* Exercise input
//! Wallet lifecycle and balance transitions against a [`LedgerStore`].
//!
//! `Uninitialized -> Enabled <-> Disabled`. Status changes are optimistic
//! (conditional on the stored status); money moves only through the
//! [`IdempotencyGuard`].

use chrono::{DateTime, Utc};
use serde::Serialize;
use tracing::{info, instrument, warn};

use walletd_core::{OwnerId, WalletError, WalletId, WalletResult, clock};
use walletd_wallet::{
    Amount, Direction, ReferenceId, StatusTransition, Transaction, Wallet, WalletStatus,
    derive_balance,
};

use crate::idempotency::{IdempotencyGuard, PostingRequest};
use crate::ledger_store::{LedgerStore, LedgerStoreError};

/// Cached balance compared with the balance implied by the transaction log.
#[derive(Debug, Clone, Copy, PartialEq, Eq, Serialize)]
pub struct Reconciliation {
    pub wallet_id: WalletId,
    pub cached: i64,
    pub derived: i128,
}

impl Reconciliation {
    pub fn is_consistent(&self) -> bool {
        i128::from(self.cached) == self.derived
    }
}

#[derive(Debug, Clone)]
pub struct WalletStateMachine<S> {
    store: S,
    guard: IdempotencyGuard<S>,
}

impl<S> WalletStateMachine<S>
where
    S: LedgerStore + Clone,
{
    pub fn new(store: S) -> Self {
        Self {
            guard: IdempotencyGuard::new(store.clone()),
            store,
        }
    }

    /// Open an enabled, empty wallet for an owner that has none.
    #[instrument(skip(self), fields(owner_id = %owner_id))]
    pub async fn init(&self, owner_id: OwnerId) -> WalletResult<Wallet> {
        let wallet = self.store.create_wallet(Wallet::open(owner_id, clock::now())).await?;
        info!(wallet_id = %wallet.id, "wallet initialized");
        Ok(wallet)
    }

    /// `Disabled -> Enabled`. Anything else, including an unknown id, is `AlreadyEnabled`.
    pub async fn enable(&self, wallet_id: WalletId) -> WalletResult<Wallet> {
        self.transition(wallet_id, StatusTransition::enable()).await
    }

    /// `Enabled -> Disabled`. Anything else, including an unknown id, is `AlreadyDisabled`.
    pub async fn disable(&self, wallet_id: WalletId) -> WalletResult<Wallet> {
        self.transition(wallet_id, StatusTransition::disable()).await
    }

    #[instrument(skip(self, transition), fields(wallet_id = %wallet_id, to = %transition.to))]
    async fn transition(&self, wallet_id: WalletId, transition: StatusTransition) -> WalletResult<Wallet> {
        match self.store.update_status(wallet_id, transition, clock::now()).await {
            Ok(wallet) => {
                info!("wallet status changed");
                Ok(wallet)
            }
            Err(LedgerStoreError::PreconditionFailed(_)) => Err(transition.precondition_error()),
            Err(other) => Err(other.into()),
        }
    }

    /// The owner's wallet, which must be enabled (`Disabled` otherwise).
    pub async fn fetch(&self, owner_id: &OwnerId) -> WalletResult<Wallet> {
        self.fetch_in(owner_id, WalletStatus::Enabled).await
    }

    /// The owner's wallet, which must be disabled (`AlreadyEnabled` otherwise).
    pub async fn fetch_disabled(&self, owner_id: &OwnerId) -> WalletResult<Wallet> {
        self.fetch_in(owner_id, WalletStatus::Disabled).await
    }

    /// The owner's wallet in whatever status it is.
    pub async fn fetch_any(&self, owner_id: &OwnerId) -> WalletResult<Wallet> {
        Ok(self.store.get_wallet(owner_id).await?)
    }

    async fn fetch_in(&self, owner_id: &OwnerId, required: WalletStatus) -> WalletResult<Wallet> {
        let wallet = self.store.get_wallet(owner_id).await?;
        wallet.require(required)?;
        Ok(wallet)
    }

    pub async fn get_by_id(&self, wallet_id: WalletId) -> WalletResult<Wallet> {
        Ok(self.store.get_wallet_by_id(wallet_id).await?)
    }

    pub async fn deposit(
        &self,
        wallet_id: WalletId,
        amount: Amount,
        reference_id: ReferenceId,
        actor: OwnerId,
    ) -> WalletResult<Transaction> {
        self.guard
            .apply(PostingRequest {
                wallet_id,
                reference_id,
                direction: Direction::Deposit,
                amount,
                actor,
            })
            .await
    }

    /// Withdraw `amount`. Overdrawing records a `Failed` row and reports `InsufficientFunds`.
    pub async fn withdraw(
        &self,
        wallet_id: WalletId,
        amount: Amount,
        reference_id: ReferenceId,
        actor: OwnerId,
    ) -> WalletResult<Transaction> {
        self.guard
            .apply(PostingRequest {
                wallet_id,
                reference_id,
                direction: Direction::Withdraw,
                amount,
                actor,
            })
            .await
    }

    /// Wallets created strictly after `after`, oldest first.
    pub async fn list_after(&self, after: Option<DateTime<Utc>>, limit: usize) -> WalletResult<Vec<Wallet>> {
        Ok(self.store.list_wallets_after(after, limit).await?)
    }

    /// Recompute the balance from the log and compare it with the cached one.
    #[instrument(skip(self), fields(wallet_id = %wallet_id))]
    pub async fn reconcile(&self, wallet_id: WalletId) -> WalletResult<Reconciliation> {
        let wallet = self.store.get_wallet_by_id(wallet_id).await?;
        let log = self.store.list_transactions(wallet_id).await?;

        let report = Reconciliation {
            wallet_id,
            cached: wallet.balance,
            derived: derive_balance(&log),
        };
        if !report.is_consistent() {
            warn!(cached = report.cached, derived = %report.derived, "wallet balance diverged from its ledger");
        }
        Ok(report)
    }
}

* Your assignment
Set down all of the data above again, exactly.

* Expected output
//! Wallet lifecycle and balance transitions against a [`LedgerStore`].
//!
//! `Uninitialized -> Enabled <-> Disabled`. Status changes are optimistic
//! (conditional on the stored status); money moves only through the
//! [`IdempotencyGuard`].

use chrono::{DateTime, Utc};
use serde::Serialize;
use tracing::{info, instrument, warn};

use walletd_core::{OwnerId, WalletError, WalletId, WalletResult, clock};
use walletd_wallet::{
    Amount, Direction, ReferenceId, StatusTransition, Transaction, Wallet, WalletStatus,
    derive_balance,
};

use crate::idempotency::{IdempotencyGuard, PostingRequest};
use crate::ledger_store::{LedgerStore, LedgerStoreError};

/// Cached balance compared with the balance implied by the transaction log.
#[derive(Debug, Clone, Copy, PartialEq, Eq, Serialize)]
pub struct Reconciliation {
    pub wallet_id: WalletId,
    pub cached: i64,
    pub derived: i128,
}

impl Reconciliation {
    pub fn is_consistent(&self) -> bool {
        i128::from(self.cached) == self.derived
    }
}

#[derive(Debug, Clone)]
pub struct WalletStateMachine<S> {
    store: S,
    guard: IdempotencyGuard<S>,
}

impl<S> WalletStateMachine<S>
where
    S: LedgerStore + Clone,
{
    pub fn new(store: S) -> Self {
        Self {
            guard: IdempotencyGuard::new(store.clone()),
            store,
        }
    }

    /// Open an enabled, empty wallet for an owner that has none.
    #[instrument(skip(self), fields(owner_id = %owner_id))]
    pub async fn init(&self, owner_id: OwnerId) -> WalletResult<Wallet> {
        let wallet = self.store.create_wallet(Wallet::open(owner_id, clock::now())).await?;
        info!(wallet_id = %wallet.id, "wallet initialized");
        Ok(wallet)
    }

    /// `Disabled -> Enabled`. Anything else, including an unknown id, is `AlreadyEnabled`.
    pub async fn enable(&self, wallet_id: WalletId) -> WalletResult<Wallet> {
        self.transition(wallet_id, StatusTransition::enable()).await
    }

    /// `Enabled -> Disabled`. Anything else, including an unknown id, is `AlreadyDisabled`.
    pub async fn disable(&self, wallet_id: WalletId) -> WalletResult<Wallet> {
        self.transition(wallet_id, StatusTransition::disable()).await
    }

    #[instrument(skip(self, transition), fields(wallet_id = %wallet_id, to = %transition.to))]
    async fn transition(&self, wallet_id: WalletId, transition: StatusTransition) -> WalletResult<Wallet> {
        match self.store.update_status(wallet_id, transition, clock::now()).await {
            Ok(wallet) => {
                info!("wallet status changed");
                Ok(wallet)
            }
            Err(LedgerStoreError::PreconditionFailed(_)) => Err(transition.precondition_error()),
            Err(other) => Err(other.into()),
        }
    }

    /// The owner's wallet, which must be enabled (`Disabled` otherwise).
    pub async fn fetch(&self, owner_id: &OwnerId) -> WalletResult<Wallet> {
        self.fetch_in(owner_id, WalletStatus::Enabled).await
    }

    /// The owner's wallet, which must be disabled (`AlreadyEnabled` otherwise).
    pub async fn fetch_disabled(&self, owner_id: &OwnerId) -> WalletResult<Wallet> {
        self.fetch_in(owner_id, WalletStatus::Disabled).await
    }

    /// The owner's wallet in whatever status it is.
    pub async fn fetch_any(&self, owner_id: &OwnerId) -> WalletResult<Wallet> {
        Ok(self.store.get_wallet(owner_id).await?)
    }

    async fn fetch_in(&self, owner_id: &OwnerId, required: WalletStatus) -> WalletResult<Wallet> {
        let wallet = self.store.get_wallet(owner_id).await?;
        wallet.require(required)?;
        Ok(wallet)
    }

    pub async fn get_by_id(&self, wallet_id: WalletId) -> WalletResult<Wallet> {
        Ok(self.store.get_wallet_by_id(wallet_id).await?)
    }

    pub async fn deposit(
        &self,
        wallet_id: WalletId,
        amount: Amount,
        reference_id: ReferenceId,
        actor: OwnerId,
    ) -> WalletResult<Transaction> {
        self.guard
            .apply(PostingRequest {
                wallet_id,
                reference_id,
                direction: Direction::Deposit,
                amount,
                actor,
            })
            .await
    }

    /// Withdraw `amount`. Overdrawing records a `Failed` row and reports `InsufficientFunds`.
    pub async fn withdraw(
        &self,
        wallet_id: WalletId,
        amount: Amount,
        reference_id: ReferenceId,
        actor: OwnerId,
    ) -> WalletResult<Transaction> {
        self.guard
            .apply(PostingRequest {
                wallet_id,
                reference_id,
                direction: Direction::Withdraw,
                amount,
                actor,
            })
            .await
    }

    /// Wallets created strictly after `after`, oldest first.
    pub async fn list_after(&self, after: Option<DateTime<Utc>>, limit: usize) -> WalletResult<Vec<Wallet>> {
        Ok(self.store.list_wallets_after(after, limit).await?)
    }

    /// Recompute the balance from the log and compare it with the cached one.
    #[instrument(skip(self), fields(wallet_id = %wallet_id))]
    pub async fn reconcile(&self, wallet_id: WalletId) -> WalletResult<Reconciliation> {
        let wallet = self.store.get_wallet_by_id(wallet_id).await?;
        let log = self.store.list_transactions(wallet_id).await?;

        let report = Reconciliation {
            wallet_id,
            cached: wallet.balance,
            derived: derive_balance(&log),
        };
        if !report.is_consistent() {
            warn!(cached = report.cached, derived = %report.derived, "wallet balance diverged from its ledger");
        }
        Ok(report)
    }
}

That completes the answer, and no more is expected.